Garcia-Solorzano’s personal statement submitted in support of his application explained that his maternal grandfather and his uncles and cousins from both sides of the family had threatened him. He reported that he had been held at gun point at age fourteen, that he was threatened repeatedly until he was sixteen years old, that his brother was murdered in 1996, and that he hid at his mother’s home for two months after he was removed from the United States in 2008.

During his hearing before the IJ, Garcia-Solorzano testified that the Zetas began forcing him to train with them when he was eight years old. He was taught to shoot and was beaten when he tried to refuse the training. According to Garcia-Solorzano, relatives from both his mother’s side and his father’s side of the family were involved with the Zetas, but he believed that his maternal grandfather was especially threatening. When asked whether he had been physically harmed by the Zetas, Garcia-Solorzano replied, “They will hit me over the head like this, kind of like with a pistol on the head.... Sometimes with the butt of the pistol or with the hand whenever he was mad.”

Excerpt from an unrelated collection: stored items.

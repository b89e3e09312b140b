//! The batch decryption engine.

use std::path::Path;

use pdfunlock_core::{BatchResult, FileOutcome, FileReport, UnlockError, UnlockOptions};
use pdfunlock_parse::{LopdfBackend, PdfBackend};

use crate::replace::replace_file;

/// What happened to a file that was unlocked successfully.
#[derive(Debug, Clone, Copy, PartialEq, Eq)]
pub struct Unlocked {
    /// Whether the file carried encryption before it was processed.
    pub was_encrypted: bool,
    /// Number of pages in the document.
    pub page_count: usize,
    /// Whether the decrypted bytes were written back to disk
    /// (`false` for dry runs).
    pub written: bool,
}

/// Removes password protection from PDF files, one at a time.
///
/// # Example
///
/// ```ignore
/// let unlocker = Unlocker::default();
/// let result = unlocker.process(&["a.pdf", "b.pdf"], "secret");
/// for report in &result {
///     println!("{}", report.message());
/// }
/// ```
#[derive(Debug, Clone, Default)]
pub struct Unlocker {
    options: UnlockOptions,
}

impl Unlocker {
    /// Create an unlocker with the given options.
    pub fn new(options: UnlockOptions) -> Self {
        Self { options }
    }

    /// The options this unlocker runs with.
    pub fn options(&self) -> &UnlockOptions {
        &self.options
    }

    /// Remove the password from a single file and overwrite it in place.
    ///
    /// Files that are not encrypted are rewritten unchanged in content, so
    /// running this twice on the same file succeeds both times.
    ///
    /// # Errors
    ///
    /// Returns [`UnlockError::InvalidPassword`] if the file is encrypted and
    /// the password is rejected. Returns another [`UnlockError`] if the file
    /// cannot be read, is not a valid PDF, exceeds
    /// [`UnlockOptions::max_input_bytes`], fails output verification, or
    /// cannot be replaced. The file on disk is unchanged in every error case.
    pub fn unlock_file(
        &self,
        path: impl AsRef<Path>,
        password: &str,
    ) -> Result<Unlocked, UnlockError> {
        let path = path.as_ref();
        let bytes = std::fs::read(path)?;

        if let Some(max_bytes) = self.options.max_input_bytes {
            if bytes.len() > max_bytes {
                return Err(UnlockError::ResourceLimitExceeded {
                    limit_name: "max_input_bytes".to_string(),
                    limit_value: max_bytes,
                    actual_value: bytes.len(),
                });
            }
        }

        let mut doc = LopdfBackend::open_with_password(&bytes, password)?;
        let was_encrypted = LopdfBackend::was_encrypted(&doc);
        let page_count = LopdfBackend::page_count(&doc);
        tracing::debug!(path = %path.display(), was_encrypted, page_count, "opened");
        check_loaded_pages(LopdfBackend::source_page_count(&doc), page_count)?;

        let output = LopdfBackend::save(&mut doc)?;
        if self.options.verify_output {
            verify_output(&output, page_count)?;
        }

        if self.options.dry_run {
            return Ok(Unlocked {
                was_encrypted,
                page_count,
                written: false,
            });
        }

        replace_file(path, &output)?;
        Ok(Unlocked {
            was_encrypted,
            page_count,
            written: true,
        })
    }

    /// Remove the password from every file in `paths`, in order.
    ///
    /// Always returns exactly one report per input path, in input order. A
    /// failure on one file is recorded in its report and never stops the
    /// rest of the batch.
    pub fn process<P: AsRef<Path>>(&self, paths: &[P], password: &str) -> BatchResult {
        self.process_with_progress(paths, password, |_, _| {})
    }

    /// Like [`process`](Self::process), calling `on_file` with the 0-based
    /// index and report of each file as soon as it is done.
    pub fn process_with_progress<P, F>(
        &self,
        paths: &[P],
        password: &str,
        mut on_file: F,
    ) -> BatchResult
    where
        P: AsRef<Path>,
        F: FnMut(usize, &FileReport),
    {
        let mut result = BatchResult::with_capacity(paths.len());
        for (index, path) in paths.iter().enumerate() {
            let path = path.as_ref();
            let report = FileReport::new(path, self.outcome_for(path, password));
            on_file(index, &report);
            result.push(report);
        }
        tracing::info!(summary = %result.summary(), "batch finished");
        result
    }

    fn outcome_for(&self, path: &Path, password: &str) -> FileOutcome {
        match self.unlock_file(path, password) {
            Ok(unlocked) => {
                tracing::info!(
                    path = %path.display(),
                    was_encrypted = unlocked.was_encrypted,
                    written = unlocked.written,
                    "password removed"
                );
                FileOutcome::Success
            }
            Err(err) => {
                let outcome = FileOutcome::from_error(&err);
                match outcome {
                    FileOutcome::WrongPassword => {
                        tracing::warn!(path = %path.display(), "incorrect password");
                    }
                    _ => tracing::error!(path = %path.display(), error = %err, "unlock failed"),
                }
                outcome
            }
        }
    }
}

/// Check that every page the source declares made it into the loaded document.
fn check_loaded_pages(declared: Option<usize>, loaded: usize) -> Result<(), UnlockError> {
    match declared {
        Some(declared) if declared != loaded => Err(UnlockError::VerificationFailed(format!(
            "source declares {declared} page(s) but {loaded} were decrypted"
        ))),
        _ => Ok(()),
    }
}

/// Check that serialized output reopens without a password and kept its pages.
fn verify_output(output: &[u8], expected_pages: usize) -> Result<(), UnlockError> {
    let reopened = LopdfBackend::open(output)
        .map_err(|e| UnlockError::VerificationFailed(UnlockError::from(e).to_string()))?;
    let actual_pages = LopdfBackend::page_count(&reopened);
    if actual_pages != expected_pages {
        return Err(UnlockError::VerificationFailed(format!(
            "page count changed from {expected_pages} to {actual_pages}"
        )));
    }
    Ok(())
}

Garcia-Solorzano testified that his relatives focused on recruiting him—rather than his brothers or cousins—because he “was [his] grandfather’s favorite one because [he] was born first.” He witnessed his grandfather and uncles kill a married couple and beat people “to take their stuff, their cars, their homes,” but he never saw them traffic drugs. Garcia-Solorzano testified that he left home when he was sixteen, worked for three years along the border, and paid a “coyote” to bring him to the United States. According to Garcia-Solor-zano, the Zetas killed his brother, Artaneo, and beheaded his sister, Elvia. Garcia-So-lorzano testified that he had asked his mother to send a letter in support of his application for withholding of removal, but his grandfather controlled the local post office and would not allow her to do so.

During questioning by DHS, Garcia-So-lorzano could not remember whether he had been deported two or three times. DHS then presented evidence that he had been deported or removed in 1994, 1996, and 2008. According to the 1994 warrant of deportation, Garcia-Solorzano entered the United States néar Laredo, Texas, in August 1989 and was deported in February 1994. Garcia-Solorzano reentered the United States in March 1994. A second warrant of deportation issued in December 1995, and Garcia-Solorzano was deported in January 1996 at the port of Laredo. DHS also presented evidence of his 2008 removal from the United States.

Garcia-Solorzano admitted that he had used the name Sergio Garcia Solorzano in the mid-1990s to seek adjustment of status and to obtain a Mexican passport. DHS presented evidence of a November 1995 sworn statement to Immigration and Naturalization Services, in which Garcia-Solor-zano said that his true name was Sergio, that he had used the name Mario when he was ordered deported in 1994, and that *448 Mario was the name of his brother who had died in 1990. When DHS asked how he obtained the birth certificate he used to procure the Mexican passport in the name of Sergio, Garcia-Solorzano said that he had been in Mexico for three days after his 1996 removal. During those three days, he returned to El Monteal by taxi (a twenty-five hour journey), attended a family party, where he found a fake birth certificate in Sergio’s name and then returned to the border by car. He kept the fake birth certificate so that he could change his name and elude the Zetas and his family. Garcia-Solorzano also testified that he had asked one of his uncles to send him a letter under the name Sergio so that he would have a piece of mail to confirm his address for his passport application.

Garcia-Solorzano could not explain why he did not-mention his sister’s death in his personal statement, nor could he remember the year she had been killed. He testified that he had told the asylum officer about the death during the interview, but that the interpreter translated slowly and the officer did not write it down.